The Holocaust was a six-year campaign of complete industrialized extermination, mass murder with a mechanized intent, on a scale that remains historically unique. The Truth and Reconciliation Commission describes Canada’s indigenous genocide as a cultural one that unfolded over centuries through assimilation and the destruction of indigenous languages and identities. The Holocaust ended with the liberation of the camps and a global recognition of the atrocities committed. However, the generational trauma and dehumanization of antisemitism carry on. For Indigenous peoples in Canada, the effects of the genocidal intent continue to this day, visible in displacement, poverty, and intergenerational trauma. While these histories differ in form and timeline, both are rooted in dehumanization and the belief that some lives are worth less than others.

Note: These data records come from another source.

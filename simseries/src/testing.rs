//! Test fixtures shared by unit tests.

use std::any::Any;
use std::path::{Path, PathBuf};
use std::sync::atomic::{AtomicUsize, Ordering};

use crate::error::ReaderError;
use crate::metadata::MemberMetadata;
use crate::reader::{Dataset, DatasetType, ReaderArgs};

/// Name of the header file inside a directory-shaped member.
pub(crate) const HEADER_FILE: &str = "header.json";

/// A dataset whose header is a JSON object of scalar fields, stored either
/// as the member file itself or as [`HEADER_FILE`] inside a member
/// directory.
pub(crate) struct JsonHeader {
    path: PathBuf,
    header: MemberMetadata,
    pub(crate) catalog: Option<PathBuf>,
}

impl Dataset for JsonHeader {
    fn path(&self) -> &Path {
        &self.path
    }

    fn metadata(&self) -> MemberMetadata {
        self.header.clone()
    }

    fn as_any(&self) -> &dyn Any {
        self
    }
}

/// Reader for [`JsonHeader`] files that counts how often it opens one.
#[derive(Default)]
pub(crate) struct JsonHeaderType {
    opened: AtomicUsize,
}

impl JsonHeaderType {
    pub(crate) fn opened(&self) -> usize {
        self.opened.load(Ordering::SeqCst)
    }
}

impl DatasetType for JsonHeaderType {
    fn name(&self) -> &str {
        "json-header"
    }

    fn probe(&self, path: &Path) -> bool {
        path.extension().map_or(false, |ext| ext == "json") || path.join(HEADER_FILE).is_file()
    }

    fn open(&self, path: &Path, args: &ReaderArgs) -> Result<Box<dyn Dataset>, ReaderError> {
        self.opened.fetch_add(1, Ordering::SeqCst);
        let header_path = if path.is_dir() {
            path.join(HEADER_FILE)
        } else {
            path.to_path_buf()
        };
        let text = std::fs::read_to_string(header_path)?;
        let header: MemberMetadata = serde_json::from_str(&text)?;
        Ok(Box::new(JsonHeader {
            path: path.to_path_buf(),
            header,
            catalog: args.catalog.clone(),
        }))
    }
}

/// Write a member file and return its path.
pub(crate) fn write_member(dir: &Path, name: &str, header: &str) -> PathBuf {
    let path = dir.join(name);
    if let Some(parent) = path.parent() {
        std::fs::create_dir_all(parent).unwrap();
    }
    std::fs::write(&path, header).unwrap();
    path
}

A disturbing similarity lies in the aftermath: silence and denial. The Holocaust forced the world to confront the atrocity with the vow of ‘Never Again,’ which has now been unearthed and reformed as ‘Never Again is Now,’ after the October 7th, 2023, massacre by Hamas. The largest massacre of Jewish people since the Holocaust, and the denial of the atrocities committed on October 7th, highlight the same Holocaust denial we see rising around the world. In Canada, for decades, the genocidal intent was hidden behind narratives of kindness and social progress. Only in recent years, through survivor testimony for the Truth and Reconciliation Commission, and the discovery of unmarked graves, has the truth gained recognition. But acknowledgment without justice risks repeating the same patterns of erasure.
Comparing these atrocities committed is not about comparing pain or scale; it is about understanding the shared systems that enabled them. Both demonstrate how racism, superiority, and dehumanization can be used to justify the destruction of human beings. Remembering is not enough in Canada. True remembrance demands accountability, land restitution, reparations, and education that confronts Canada’s ongoing colonial legacy. When we say ‘Never Again is Now’, we hold collective action to combat antisemitism in all forms. The same applies to Truth & Reconciliation; it must be more than a slogan; we must apply action to Truth & ReconciliACTION.
Liron Fyne is a 12th-grade student at Gray Academy of Jewish Education in Winnipeg. They are currently a Kenneth Leventhal High School Intern at StandWithUs Canada, a non-profit education organization that combats antisemitism.